Gordon Brown ordered to repay £12,000 of expenses

This article is more than 14 years old
Growing anger among MPs as outside auditor imposes new spending rules

Gordon Brown was forced to pay back more than £12,000 in parliamentary expenses tonight after he became the most high-profile victim of new rules imposed retrospectively by an outside auditor.

Amid a growing backlash against what Downing Street sources described as the "arbitrary" rules drawn up by Sir Thomas Legg, the prime minister warned ministers to fall into line as he called on Labour to accept "closure".

Brown issued a personal minute to all ministers calling on them to follow his lead and reject the old "discredited regime" of expenses, after he was ordered by Legg to pay back £12,415.10 for the period 2004-09.

But as MPs began reading their letters from Legg, which started appearing in their Commons pigeonholes at around 5.30pm today, Brown made clear he understood their concern. "It has been a difficult time, a difficult day and difficult letters are on the way," he told the parliamentary Labour party. "We cannot have closure we deal with this."

Brown, who admitted that Labour had been knocked off course by the re-emergence of the expenses scandal, spoke out after he was asked by Legg to make a series of repayments for falling foul of new caps on specific areas of expenditure.

The prime minister will have to repay:

£10,716.60 for cleaning over the five-year period, after Legg imposed a £2,000 annual cap on all cleaning – domestic, window cleaning, dry cleaning and laundry.

£302.50 for gardening over five years after Legg imposed a £1,000-a-year cap.

£1,396 from April 2006, after a bill for painting and decorating was inadvertently charged twice.

Legg insisted in his letter to Brown, one of hundreds sent to all 645 MPs and those who have stood down since 2004, that Brown had done nothing wrong, as he indicated that the prime minister's expenses were in line with the rules in force at the time. "My findings carry no implication or innuendo about the conduct or motive of MPs," Legg wrote.
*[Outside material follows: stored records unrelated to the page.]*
//! Command-line driver for the artwork table.
//!
//! Stands in for a table UI: one command per control the table exposes.
//!
//! # Usage
//!
//! ```bash
//! # Show the second page with 12 rows per page
//! cargo run -- page --page 2 --rows 12
//!
//! # Select the first 20 artworks across pages
//! cargo run -- select 20
//!
//! # Prompt for the number of rows to select
//! cargo run -- select
//! ```
//!
//! # Environment Variables
//!
//! See [`artwork_picker::config`] for the full list.

use artwork_picker::application::services::SelectionService;
use artwork_picker::application::table::{TableController, UpdateOutcome};
use artwork_picker::config::{self, Config};
use artwork_picker::domain::entities::Artwork;
use artwork_picker::domain::pagination::PageEvent;
use artwork_picker::infrastructure::http::HttpArtworkRepository;

use anyhow::{Context, Result};
use clap::{Parser, Subcommand};
use colored::*;
use dialoguer::Input;
use std::sync::Arc;
use tracing_subscriber::EnvFilter;

/// Browse the artwork catalogue and select rows across pages.
#[derive(Parser)]
#[command(name = "artworks")]
#[command(author, version, about, long_about = None)]
struct Cli {
    /// Log the loaded configuration before running
    #[arg(short, long, global = true)]
    verbose: bool,

    #[command(subcommand)]
    command: Commands,
}

#[derive(Subcommand)]
enum Commands {
    /// Show one page of artworks
    Page {
        /// Page number, starting at 1
        #[arg(short, long, default_value_t = 1, value_parser = clap::value_parser!(u32).range(1..))]
        page: u32,

        /// Rows per page (defaults to DEFAULT_PAGE_SIZE)
        #[arg(short, long, value_parser = clap::value_parser!(u32).range(1..=100))]
        rows: Option<u32>,
    },

    /// Select the first N artworks across pages
    Select {
        /// Number of rows to select; prompted for when omitted
        count: Option<String>,

        /// Page size used while accumulating (defaults to DEFAULT_PAGE_SIZE)
        #[arg(short, long, value_parser = clap::value_parser!(u32).range(1..=100))]
        rows: Option<u32>,
    },
}

#[tokio::main]
async fn main() -> Result<()> {
    dotenvy::dotenv().ok();

    let cli = Cli::parse();

    let config = config::load_from_env().context("Invalid configuration")?;
    init_tracing(&config);
    if cli.verbose {
        config.print_summary();
    }

    let repository = HttpArtworkRepository::from_config(&config)
        .context("Failed to build artworks client")?;
    let service = Arc::new(SelectionService::new(Arc::new(repository)));

    match cli.command {
        Commands::Page { page, rows } => {
            let rows = rows.unwrap_or(config.default_page_size);
            show_page(TableController::new(service, rows), page, rows).await?
        }
        Commands::Select { count, rows } => {
            let rows = rows.unwrap_or(config.default_page_size);
            select_rows(TableController::new(service, rows), count).await?
        }
    }

    Ok(())
}

/// Installs the `tracing` subscriber on stderr, text or JSON per `LOG_FORMAT`.
fn init_tracing(config: &Config) {
    let filter = EnvFilter::try_new(&config.log_level).unwrap_or_else(|_| EnvFilter::new("info"));
    let builder = tracing_subscriber::fmt()
        .with_env_filter(filter)
        .with_writer(std::io::stderr);

    if config.log_format == "json" {
        builder.json().init();
    } else {
        builder.init();
    }
}

/// Loads and prints one page.
async fn show_page(
    controller: TableController<HttpArtworkRepository>,
    page: u32,
    rows: u32,
) -> Result<()> {
    let outcome = controller
        .apply_page_event(PageEvent::new(Some(page - 1), rows))
        .await
        .context("Failed to load artworks page")?;

    if outcome != UpdateOutcome::Applied {
        anyhow::bail!("Page {page} with {rows} rows was not loaded");
    }

    let state = controller.snapshot().await;
    println!("{}", "🖼  Artworks".bright_blue().bold());
    println!();

    if state.records.is_empty() {
        println!("{}", "  No artworks on this page".yellow());
        return Ok(());
    }

    print_artworks(&state.records);

    let first = state.first_record_offset() + 1;
    let last = state.first_record_offset() + state.records.len() as u64;
    println!();
    println!(
        "  Showing {}-{} of {} (page {}, {} rows per page)",
        first.to_string().cyan(),
        last.to_string().cyan(),
        state.total_records.to_string().cyan(),
        state.page,
        state.rows
    );

    Ok(())
}

/// Runs a "select first N" and prints the selection.
async fn select_rows(
    controller: TableController<HttpArtworkRepository>,
    count: Option<String>,
) -> Result<()> {
    let input = match count {
        Some(c) => c,
        None => Input::new()
            .with_prompt("Enter number of rows to auto select")
            .with_initial_text("20")
            .interact_text()?,
    };

    controller.set_input(input.clone()).await;
    let outcome = controller
        .apply_selection()
        .await
        .context("Failed to select artworks")?;

    if outcome == UpdateOutcome::Ignored {
        println!(
            "{}",
            format!("⚠️  '{}' is not a positive number, nothing selected", input.trim()).yellow()
        );
        return Ok(());
    }

    let state = controller.snapshot().await;
    println!(
        "{}",
        format!("✅ Selected {} artworks", state.selection.len())
            .green()
            .bold()
    );
    println!();
    print_artworks(state.selection.as_slice());

    Ok(())
}

/// Prints artworks as an aligned table.
fn print_artworks(artworks: &[Artwork]) {
    println!(
        "  {:<8} {:<20} {:<36} {:<12} {:<10} {:<10}",
        "ID".bright_white().bold(),
        "Place of Origin".bright_white().bold(),
        "Artist".bright_white().bold(),
        "Inscriptions".bright_white().bold(),
        "Date Start".bright_white().bold(),
        "Date End".bright_white().bold()
    );
    println!("  {}", "─".repeat(100).bright_black());

    for artwork in artworks {
        let artist = artwork.artist_display.lines().next().unwrap_or_default();
        let inscriptions = if artwork.has_inscriptions() { "yes" } else { "-" };

        println!(
            "  {:<8} {:<20} {:<36} {:<12} {:<10} {:<10}",
            artwork.id,
            truncate(&artwork.place_of_origin, 20),
            truncate(artist, 36),
            inscriptions,
            artwork.date_start,
            artwork.date_end
        );
    }
}

fn truncate(text: &str, width: usize) -> String {
    if text.chars().count() <= width {
        return text.to_string();
    }
    let mut out: String = text.chars().take(width.saturating_sub(1)).collect();
    out.push('…');
    out
}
Brown's expenses applied to his Westminster flat until the autumn of 2006. From then, he claimed on his constituency home.

The chancellor, Alistair Darling, will repay £554, after he claimed for a chest of drawers costing £1,104. Treasury sources said the guidelines suggested a £550 limit. Darling has also been asked for a letter to confirm his monthly interest payments, which he will submit immediately.

Nick Clegg, the Liberal Democrat leader, was also asked to make a repayment after he exceeded a new £1,000 annual cap on gardening. Clegg, who made a payment today of £910, charged £3,910 for gardening at his Sheffield Hallam constituency home between 2006 and 2009.

David Cameron appears to have escaped lightly. He has been asked to provide copies of his mortgage interest payments for 2006, after deciding at the height of the expenses scandal to pay back £218.91 wrongly claimed that year. The shadow chancellor, George Osborne, has also been asked to provide copies of his mortgage interest statements. It is understood he has not been asked to repay any money.

Amid weekend reports that Brown would be asked to make a repayment, he moved quickly to shore up his position. On Sunday, the cabinet secretary, Sir Gus O'Donnell, wrote to Sir Philip Mawer, the independent adviser on ministerial interests, to advise whether ministers falling foul of the new rules would be in breach of the ministerial code. Mawer wrote to O'Donnell today to say a request for repayment by Legg "does not of itself constitute evidence of a breach of the ministerial code". This allowed Brown to release his personal minute to ministers saying he had not breached the ministerial code.

There is private fury with Legg in Downing Street for rewriting the rules. One Labour source said: "Thomas Legg has completely reinterpreted the rules and retrospectively set arbitrary limits. But we all need to accept his findings because we need closure on this." One Labour MP said he had "never seen such venom" as that witnessed in the House of Commons members' tearoom last night.

Other sources said Legg appeared to have no idea about the costs of paying a fair wage to a cleaner in London. "If you employ a cleaner for five to six hours a week, pay a decent wage and pay national insurance, there are consequences," one said.

There were concerns across the Commons that Legg appeared to have gone beyond his remit. John Bercow, the speaker, wrote to MPs to remind them that Legg was asked by the all-party Commons members' estimates committee to examine payments made "against the rules and standards in force at the time". The letters are understood to fall into three categories: a clean bill of health, a demand for repayment, or a demand for further information.

Brown warned all ministers to accept Legg's findings within a three-week deadline. He told them: "Where they are asked, I urge all ministers to respond promptly, and in full, to any requests for further information and, when the process is completed, to make appropriate repayments. The past system has comprehensively failed and we have taken action to completely replace it. Our actions will mean the discredited regime is replaced … and help to restore public confidence."

Clegg and Cameron also called on their MPs to accept Legg's findings.